Longer than usual response times from rails
Please note: if the incident relates to sensitive data, or is security related consider labeling this issue with security and mark it confidential.
Summary
A number of things happened starting from 8:20 UTC which generated a higher than usual load on sidekiq and gitaly fleets.

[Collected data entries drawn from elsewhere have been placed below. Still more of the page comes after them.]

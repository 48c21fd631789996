//! Catalog record cache implementation.

use crate::RecordCacheConfig;
use appfinder_core::{AppId, CatalogRecord};
use appfinder_error::{CacheError, CacheErrorKind, CacheResult};
use appfinder_interface::{CacheBackend, RecordStore};
use async_trait::async_trait;

/// Cache for catalog records.
///
/// Records are stored as JSON under `<prefix>:<id>` with a fixed TTL. A read
/// that decodes successfully resets the TTL to the full window; a value that
/// fails to decode is reported as a miss and left untouched.
///
/// # Example
///
/// ```
/// use appfinder_cache::{MemoryBackend, RecordCache, RecordCacheConfig};
/// use appfinder_core::{AppId, CatalogRecord};
/// use appfinder_interface::RecordStore;
///
/// # tokio::runtime::Runtime::new().unwrap().block_on(async {
/// let cache = RecordCache::new(MemoryBackend::new(), RecordCacheConfig::default());
/// let record = CatalogRecord::new(AppId::new(42), "Chess");
///
/// cache.put(&[record.clone()]).await;
///
/// assert_eq!(cache.key(AppId::new(42)), "app_info:42");
/// assert_eq!(cache.get(AppId::new(42)).await, Some(record));
/// # });
/// ```
#[derive(Debug, Clone)]
pub struct RecordCache<B> {
    config: RecordCacheConfig,
    backend: B,
}

impl<B: CacheBackend> RecordCache<B> {
    /// Create a new record cache over a backend.
    pub fn new(backend: B, config: RecordCacheConfig) -> Self {
        tracing::debug!(
            key_prefix = %config.key_prefix(),
            ttl_secs = config.ttl_secs(),
            "Creating new RecordCache"
        );
        Self { config, backend }
    }

    /// Namespaced key for an identifier.
    pub fn key(&self, id: AppId) -> String {
        format!("{}:{}", self.config.key_prefix(), id)
    }

    /// Cache configuration.
    pub fn config(&self) -> &RecordCacheConfig {
        &self.config
    }

    /// Underlying backend.
    pub fn backend(&self) -> &B {
        &self.backend
    }

    /// Verify the backend is reachable.
    pub async fn ping(&self) -> CacheResult<()> {
        self.backend.ping().await
    }

    async fn store_one(&self, record: &CatalogRecord) -> CacheResult<()> {
        let value = serde_json::to_string(record)
            .map_err(|e| CacheError::new(CacheErrorKind::Serialization(e.to_string())))?;
        self.backend
            .set_with_ttl(&self.key(*record.id()), &value, self.config.ttl())
            .await
    }
}

fn decode(value: &str) -> CacheResult<CatalogRecord> {
    serde_json::from_str(value)
        .map_err(|e| CacheError::new(CacheErrorKind::Deserialization(e.to_string())))
}

#[async_trait]
impl<B: CacheBackend> RecordStore for RecordCache<B> {
    #[tracing::instrument(skip(self, id), fields(id = %id))]
    async fn get(&self, id: AppId) -> Option<CatalogRecord> {
        let key = self.key(id);

        let value = match self.backend.get(&key).await {
            Ok(Some(value)) => value,
            Ok(None) => {
                tracing::debug!("Cache miss");
                return None;
            }
            Err(e) => {
                tracing::error!(error = %e, "Reading cache entry failed");
                return None;
            }
        };

        let record = match decode(&value) {
            Ok(record) => record,
            Err(e) => {
                tracing::warn!(error = %e, key = %key, "Discarding undecodable cache entry");
                return None;
            }
        };

        if let Err(e) = self.backend.expire(&key, self.config.ttl()).await {
            tracing::warn!(error = %e, "Extending cache key expiration failed");
        }

        tracing::debug!("Cache hit");
        Some(record)
    }

    #[tracing::instrument(skip(self, records), fields(count = records.len()))]
    async fn put(&self, records: &[CatalogRecord]) {
        for record in records {
            if let Err(e) = self.store_one(record).await {
                tracing::error!(id = %record.id(), error = %e, "Saving record to cache failed");
                continue;
            }
            tracing::trace!(id = %record.id(), "Cached record");
        }
    }
}

#[cfg(test)]
mod tests {
    use super::*;
    use crate::MemoryBackend;

    #[test]
    fn test_key_uses_prefix() {
        let config = RecordCacheConfig::default().with_key_prefix("apps".to_string());
        let cache = RecordCache::new(MemoryBackend::new(), config);
        assert_eq!(cache.key(AppId::new(7)), "apps:7");
    }
}
//! Catalog record types.

use serde::{Deserialize, Deserializer, Serialize};
use std::str::FromStr;

/// Upstream-assigned application identifier.
///
/// # Examples
///
/// ```
/// use appfinder_core::AppId;
///
/// let id: AppId = "284882215".parse().unwrap();
/// assert_eq!(id.to_string(), "284882215");
/// assert!("chess".parse::<AppId>().is_err());
/// ```
#[derive(
    Debug,
    Clone,
    Copy,
    PartialEq,
    Eq,
    PartialOrd,
    Ord,
    Hash,
    Serialize,
    Deserialize,
    derive_more::Display,
    derive_more::From,
)]
#[serde(transparent)]
pub struct AppId(i64);

impl AppId {
    /// Wrap a raw identifier.
    pub fn new(id: i64) -> Self {
        Self(id)
    }

    /// The raw identifier.
    pub fn get(&self) -> i64 {
        self.0
    }
}

impl FromStr for AppId {
    type Err = std::num::ParseIntError;

    fn from_str(s: &str) -> Result<Self, Self::Err> {
        s.trim().parse::<i64>().map(Self)
    }
}

/// One application entry as returned by the upstream catalog.
///
/// Field names on the wire are the upstream names, and the same encoding is
/// used for cached values. Every field except the identifier falls back to
/// its default when the upstream omits it or sends `null` (unrated apps carry
/// no rating, for example).
///
/// A record is a snapshot: it is replaced wholesale, never patched.
///
/// # Examples
///
/// ```
/// use appfinder_core::{AppId, CatalogRecord};
///
/// let record: CatalogRecord = serde_json::from_str(
///     r#"{"trackId": 42, "trackName": "Chess Pro", "price": 1.99}"#,
/// ).unwrap();
///
/// assert_eq!(*record.id(), AppId::new(42));
/// assert_eq!(record.name(), "Chess Pro");
/// assert!(record.screenshot_urls().is_empty());
/// ```
///
/// The identifier is fixed at construction:
///
/// ```compile_fail
/// use appfinder_core::{AppId, CatalogRecord};
///
/// let record = CatalogRecord::new(AppId::new(42), "Chess").with_id(AppId::new(7));
/// ```
#[derive(
    Debug,
    Clone,
    PartialEq,
    Serialize,
    Deserialize,
    derive_getters::Getters,
    derive_setters::Setters,
)]
#[setters(prefix = "with_", into)]
pub struct CatalogRecord {
    /// Unique upstream identifier
    #[serde(rename = "trackId")]
    #[setters(skip)]
    id: AppId,

    /// Display name
    #[serde(rename = "trackName", default, deserialize_with = "null_as_default")]
    name: String,

    /// 100px icon URL
    #[serde(rename = "artworkUrl100", default, deserialize_with = "null_as_default")]
    icon_url: String,

    /// Screenshot URLs in upstream order
    #[serde(rename = "screenshotUrls", default, deserialize_with = "null_as_default")]
    screenshot_urls: Vec<String>,

    /// Average user rating
    #[serde(rename = "averageUserRating", default, deserialize_with = "null_as_default")]
    average_rating: f64,

    /// File size as supplied upstream
    #[serde(rename = "fileSizeBytes", default, deserialize_with = "null_as_default")]
    file_size: String,

    /// Content advisory rating (e.g. "4+")
    #[serde(rename = "contentAdvisoryRating", default, deserialize_with = "null_as_default")]
    content_rating: String,

    /// Minimum supported OS version
    #[serde(rename = "minimumOsVersion", default, deserialize_with = "null_as_default")]
    minimum_os_version: String,

    /// Seller / publisher name
    #[serde(rename = "sellerName", default, deserialize_with = "null_as_default")]
    publisher: String,

    /// Price in the store's currency
    #[serde(default, deserialize_with = "null_as_default")]
    price: f64,

    /// Free-form store description
    #[serde(default, deserialize_with = "null_as_default")]
    description: String,

    /// Bundle identifier
    #[serde(rename = "bundleId", default, deserialize_with = "null_as_default")]
    bundle_id: String,

    /// Primary category
    #[serde(rename = "primaryGenreName", default, deserialize_with = "null_as_default")]
    category: String,

    /// Release date as supplied upstream
    #[serde(rename = "releaseDate", default, deserialize_with = "null_as_default")]
    release_date: String,

    /// Store page URL
    #[serde(rename = "trackViewUrl", default, deserialize_with = "null_as_default")]
    store_url: String,
}

/// Decode a missing or `null` value as the type's default.
fn null_as_default<'de, D, T>(deserializer: D) -> Result<T, D::Error>
where
    D: Deserializer<'de>,
    T: Default + Deserialize<'de>,
{
    Ok(Option::<T>::deserialize(deserializer)?.unwrap_or_default())
}

impl CatalogRecord {
    /// Create a record with the given identifier and name, all other fields empty.
    pub fn new(id: AppId, name: impl Into<String>) -> Self {
        Self {
            id,
            name: name.into(),
            icon_url: String::new(),
            screenshot_urls: Vec::new(),
            average_rating: 0.0,
            file_size: String::new(),
            content_rating: String::new(),
            minimum_os_version: String::new(),
            publisher: String::new(),
            price: 0.0,
            description: String::new(),
            bundle_id: String::new(),
            category: String::new(),
            release_date: String::new(),
            store_url: String::new(),
        }
    }
}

This lead to increase in queues and timings which resulted in rails responding slower than usual
Service(s) affected : rails Team attribution : Minutes downtime or degradation : 1h45m (08:30UTC-10:15UTC)
Timeline
2019-06-05
- 08:20 UTC - increase in sidekiq method call count and cpu time, git timings on sidekiq nodes are many times higher than usual, increased number of SQL queries, max SQL timings are in the order of minutes, slight increase in pull_mirror queues, increase in memory usage on sidekiq asap nodes
- 08:32 UTC - increase in response times from rails
- 08:40 UTC - spike in the number of github import jobs
- 08:54 UTC - on-call gets paged about rails latency, significant increase in cpu load on besteffort sidekiq nodes
- 09:05 UTC - significant increase in pull_mirror queues
- 09:20 UTC - decrease in method call count and cpu time, decrease in memory usage on sidekiq asap nodes, spike in the number of github import jobs (at peak 1.2k)
- 09:49 UTC - on-call gets paged about increase in pull_mirror queues
- 10:00 UTC - pull_mirror alert clears
- 10:07 UTC - rails response times alert clears
- 10:15 UTC - all queues are back to normal
Edited by Michal Wasilewski